▶ [EXERCISE REQUIREMENTS]: Among these entries, how many lines have the string "hyper" in them? Only the number is needed.

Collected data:
┄┄┄┄┄┄┄┄┄┄

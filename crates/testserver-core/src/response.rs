//! HTTP Response types

use bytes::Bytes;
use http::StatusCode;
use http_body_util::Full;
use smallvec::SmallVec;

/// Response as written by handlers and the static file resolver
#[derive(Debug, Clone)]
pub struct Response {
    pub status: StatusCode,
    /// Response headers (stack-allocated for small header counts)
    pub headers: SmallVec<[(String, String); 8]>,
    pub body: Bytes,
}

impl Response {
    /// Empty response with `status`
    pub fn new(status: StatusCode) -> Self {
        Self {
            status,
            headers: SmallVec::new(),
            body: Bytes::new(),
        }
    }

    pub fn ok() -> Self {
        Self::new(StatusCode::OK)
    }

    /// 302 redirect, as written by redirect overrides
    pub fn found(location: &str) -> Self {
        ResponseBuilder::new(StatusCode::FOUND)
            .header("location", location)
            .build()
    }

    /// 404 naming the file that could not be read
    pub fn file_not_found(path: &std::path::Path) -> Self {
        ResponseBuilder::new(StatusCode::NOT_FOUND)
            .body(format!("File not found: {}", path.display()))
            .build()
    }

    /// Bare 304, no headers and no body
    pub fn not_modified() -> Self {
        Self::new(StatusCode::NOT_MODIFIED)
    }

    /// Header value (case-insensitive)
    pub fn header(&self, name: &str) -> Option<&str> {
        self.headers
            .iter()
            .find(|(k, _)| k.eq_ignore_ascii_case(name))
            .map(|(_, v)| v.as_str())
    }

    /// Set a header, replacing any existing value with the same name
    pub fn set_header(&mut self, name: impl Into<String>, value: impl Into<String>) {
        let name = name.into();
        self.headers.retain(|(k, _)| !k.eq_ignore_ascii_case(&name));
        self.headers.push((name, value.into()));
    }

    pub fn content_type(&self) -> Option<&str> {
        self.header("content-type")
    }

    /// Body as text, if it is UTF-8
    pub fn body_string(&self) -> Option<String> {
        std::str::from_utf8(&self.body).ok().map(|s| s.to_string())
    }

    /// Convert to a hyper response. Headers hyper rejects are dropped.
    pub fn into_hyper(self) -> hyper::Response<Full<Bytes>> {
        let mut res = hyper::Response::new(Full::new(self.body));
        *res.status_mut() = self.status;

        let headers = res.headers_mut();
        for (name, value) in &self.headers {
            match (
                hyper::header::HeaderName::from_bytes(name.as_bytes()),
                hyper::header::HeaderValue::from_str(value),
            ) {
                (Ok(name), Ok(value)) => {
                    headers.append(name, value);
                }
                _ => tracing::warn!(header = %name, "dropping invalid response header"),
            }
        }
        res
    }
}

impl Default for Response {
    fn default() -> Self {
        Self::ok()
    }
}

/// Builder for constructing responses
pub struct ResponseBuilder {
    response: Response,
}

impl ResponseBuilder {
    pub fn new(status: StatusCode) -> Self {
        Self {
            response: Response::new(status),
        }
    }

    /// Append a header
    pub fn header(mut self, name: impl Into<String>, value: impl Into<String>) -> Self {
        self.response.headers.push((name.into(), value.into()));
        self
    }

    pub fn body(mut self, body: impl Into<Bytes>) -> Self {
        self.response.body = body.into();
        self
    }

    pub fn build(self) -> Response {
        self.response
    }
}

┄┄┄┄┄┄┄┄┄┄

▶ [RESULT FOR THIS TASK]: 5